Exercise objective: Your answer must be an exact copy of the records below.

Start of Information provided

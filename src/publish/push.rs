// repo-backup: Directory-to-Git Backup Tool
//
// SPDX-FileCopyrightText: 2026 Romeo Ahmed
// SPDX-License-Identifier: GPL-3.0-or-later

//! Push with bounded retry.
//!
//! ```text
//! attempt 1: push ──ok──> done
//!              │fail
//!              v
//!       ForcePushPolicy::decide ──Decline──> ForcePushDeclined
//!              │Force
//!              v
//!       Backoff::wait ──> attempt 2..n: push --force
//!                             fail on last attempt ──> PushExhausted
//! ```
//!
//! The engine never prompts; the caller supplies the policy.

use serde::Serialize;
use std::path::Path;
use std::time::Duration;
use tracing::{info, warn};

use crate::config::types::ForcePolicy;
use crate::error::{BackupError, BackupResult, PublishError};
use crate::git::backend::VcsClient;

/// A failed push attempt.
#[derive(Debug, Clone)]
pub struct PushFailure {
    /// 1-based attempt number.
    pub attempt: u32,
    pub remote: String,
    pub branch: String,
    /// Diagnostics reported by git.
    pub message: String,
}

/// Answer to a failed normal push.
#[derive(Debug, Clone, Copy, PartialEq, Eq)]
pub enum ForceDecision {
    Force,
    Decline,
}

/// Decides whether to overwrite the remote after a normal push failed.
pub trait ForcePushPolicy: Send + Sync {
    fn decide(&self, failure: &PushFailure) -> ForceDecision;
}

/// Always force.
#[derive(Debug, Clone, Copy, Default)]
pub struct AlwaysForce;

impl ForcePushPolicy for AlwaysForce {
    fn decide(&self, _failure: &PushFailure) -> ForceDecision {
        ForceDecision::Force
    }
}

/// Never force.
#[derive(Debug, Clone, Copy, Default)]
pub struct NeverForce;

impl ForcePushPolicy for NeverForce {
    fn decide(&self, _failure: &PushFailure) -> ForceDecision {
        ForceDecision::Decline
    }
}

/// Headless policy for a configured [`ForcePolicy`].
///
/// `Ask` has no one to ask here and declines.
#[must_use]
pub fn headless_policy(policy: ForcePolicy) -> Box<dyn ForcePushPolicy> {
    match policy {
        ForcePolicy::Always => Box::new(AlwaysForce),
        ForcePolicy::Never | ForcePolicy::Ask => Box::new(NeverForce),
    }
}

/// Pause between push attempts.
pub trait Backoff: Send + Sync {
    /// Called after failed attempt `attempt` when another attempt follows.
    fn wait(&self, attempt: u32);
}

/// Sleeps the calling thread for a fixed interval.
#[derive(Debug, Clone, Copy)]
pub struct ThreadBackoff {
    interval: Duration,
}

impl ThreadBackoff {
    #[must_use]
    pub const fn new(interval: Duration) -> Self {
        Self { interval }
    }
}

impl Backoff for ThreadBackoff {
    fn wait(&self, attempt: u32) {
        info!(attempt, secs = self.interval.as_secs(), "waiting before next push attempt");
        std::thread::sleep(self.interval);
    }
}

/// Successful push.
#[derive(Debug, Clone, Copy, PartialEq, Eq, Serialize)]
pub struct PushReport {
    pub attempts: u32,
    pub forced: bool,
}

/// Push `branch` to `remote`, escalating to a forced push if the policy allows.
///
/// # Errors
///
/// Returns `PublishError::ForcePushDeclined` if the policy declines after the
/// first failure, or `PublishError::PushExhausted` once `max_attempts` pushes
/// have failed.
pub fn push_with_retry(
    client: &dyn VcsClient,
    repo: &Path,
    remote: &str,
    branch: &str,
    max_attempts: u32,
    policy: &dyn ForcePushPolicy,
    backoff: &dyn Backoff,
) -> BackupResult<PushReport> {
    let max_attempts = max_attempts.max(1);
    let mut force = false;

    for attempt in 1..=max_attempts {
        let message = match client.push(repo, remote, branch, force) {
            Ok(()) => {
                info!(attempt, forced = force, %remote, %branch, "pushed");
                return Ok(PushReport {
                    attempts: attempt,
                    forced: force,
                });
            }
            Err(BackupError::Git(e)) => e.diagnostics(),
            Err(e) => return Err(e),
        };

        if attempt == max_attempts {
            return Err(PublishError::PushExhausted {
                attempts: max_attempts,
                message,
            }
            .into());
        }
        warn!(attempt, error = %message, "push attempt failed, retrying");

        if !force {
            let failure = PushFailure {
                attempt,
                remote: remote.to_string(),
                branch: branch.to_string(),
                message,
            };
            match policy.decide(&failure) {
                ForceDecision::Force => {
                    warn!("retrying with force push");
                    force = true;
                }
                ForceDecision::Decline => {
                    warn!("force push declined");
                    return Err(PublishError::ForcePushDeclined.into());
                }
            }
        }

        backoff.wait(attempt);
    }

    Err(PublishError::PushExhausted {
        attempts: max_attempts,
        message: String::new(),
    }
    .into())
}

End of Information provided

Answer to this task:
filename src/publish/push.rs
// repo-backup: Directory-to-Git Backup Tool
//
// SPDX-FileCopyrightText: 2026 Romeo Ahmed
// SPDX-License-Identifier: GPL-3.0-or-later

//! Push with bounded retry.
//!
//! ```text
//! attempt 1: push ──ok──> done
//!              │fail
//!              v
//!       ForcePushPolicy::decide ──Decline──> ForcePushDeclined
//!              │Force
//!              v
//!       Backoff::wait ──> attempt 2..n: push --force
//!                             fail on last attempt ──> PushExhausted
//! ```
//!
//! The engine never prompts; the caller supplies the policy.

use serde::Serialize;
use std::path::Path;
use std::time::Duration;
use tracing::{info, warn};

use crate::config::types::ForcePolicy;
use crate::error::{BackupError, BackupResult, PublishError};
use crate::git::backend::VcsClient;

/// A failed push attempt.
#[derive(Debug, Clone)]
pub struct PushFailure {
    /// 1-based attempt number.
    pub attempt: u32,
    pub remote: String,
    pub branch: String,
    /// Diagnostics reported by git.
    pub message: String,
}

/// Answer to a failed normal push.
#[derive(Debug, Clone, Copy, PartialEq, Eq)]
pub enum ForceDecision {
    Force,
    Decline,
}

/// Decides whether to overwrite the remote after a normal push failed.
pub trait ForcePushPolicy: Send + Sync {
    fn decide(&self, failure: &PushFailure) -> ForceDecision;
}

/// Always force.
#[derive(Debug, Clone, Copy, Default)]
pub struct AlwaysForce;

impl ForcePushPolicy for AlwaysForce {
    fn decide(&self, _failure: &PushFailure) -> ForceDecision {
        ForceDecision::Force
    }
}

/// Never force.
#[derive(Debug, Clone, Copy, Default)]
pub struct NeverForce;

impl ForcePushPolicy for NeverForce {
    fn decide(&self, _failure: &PushFailure) -> ForceDecision {
        ForceDecision::Decline
    }
}

/// Headless policy for a configured [`ForcePolicy`].
///
/// `Ask` has no one to ask here and declines.
#[must_use]
pub fn headless_policy(policy: ForcePolicy) -> Box<dyn ForcePushPolicy> {
    match policy {
        ForcePolicy::Always => Box::new(AlwaysForce),
        ForcePolicy::Never | ForcePolicy::Ask => Box::new(NeverForce),
    }
}

/// Pause between push attempts.
pub trait Backoff: Send + Sync {
    /// Called after failed attempt `attempt` when another attempt follows.
    fn wait(&self, attempt: u32);
}

/// Sleeps the calling thread for a fixed interval.
#[derive(Debug, Clone, Copy)]
pub struct ThreadBackoff {
    interval: Duration,
}

impl ThreadBackoff {
    #[must_use]
    pub const fn new(interval: Duration) -> Self {
        Self { interval }
    }
}

impl Backoff for ThreadBackoff {
    fn wait(&self, attempt: u32) {
        info!(attempt, secs = self.interval.as_secs(), "waiting before next push attempt");
        std::thread::sleep(self.interval);
    }
}

/// Successful push.
#[derive(Debug, Clone, Copy, PartialEq, Eq, Serialize)]
pub struct PushReport {
    pub attempts: u32,
    pub forced: bool,
}

/// Push `branch` to `remote`, escalating to a forced push if the policy allows.
///
/// # Errors
///
/// Returns `PublishError::ForcePushDeclined` if the policy declines after the
/// first failure, or `PublishError::PushExhausted` once `max_attempts` pushes
/// have failed.
pub fn push_with_retry(
    client: &dyn VcsClient,
    repo: &Path,
    remote: &str,
    branch: &str,
    max_attempts: u32,
    policy: &dyn ForcePushPolicy,
    backoff: &dyn Backoff,
) -> BackupResult<PushReport> {
    let max_attempts = max_attempts.max(1);
    let mut force = false;

    for attempt in 1..=max_attempts {
        let message = match client.push(repo, remote, branch, force) {
            Ok(()) => {
                info!(attempt, forced = force, %remote, %branch, "pushed");
                return Ok(PushReport {
                    attempts: attempt,
                    forced: force,
                });
            }
            Err(BackupError::Git(e)) => e.diagnostics(),
            Err(e) => return Err(e),
        };

        if attempt == max_attempts {
            return Err(PublishError::PushExhausted {
                attempts: max_attempts,
                message,
            }
            .into());
        }
        warn!(attempt, error = %message, "push attempt failed, retrying");

        if !force {
            let failure = PushFailure {
                attempt,
                remote: remote.to_string(),
                branch: branch.to_string(),
                message,
            };
            match policy.decide(&failure) {
                ForceDecision::Force => {
                    warn!("retrying with force push");
                    force = true;
                }
                ForceDecision::Decline => {
                    warn!("force push declined");
                    return Err(PublishError::ForcePushDeclined.into());
                }
            }
        }

        backoff.wait(attempt);
    }

    Err(PublishError::PushExhausted {
        attempts: max_attempts,
        message: String::new(),
    }
    .into())
}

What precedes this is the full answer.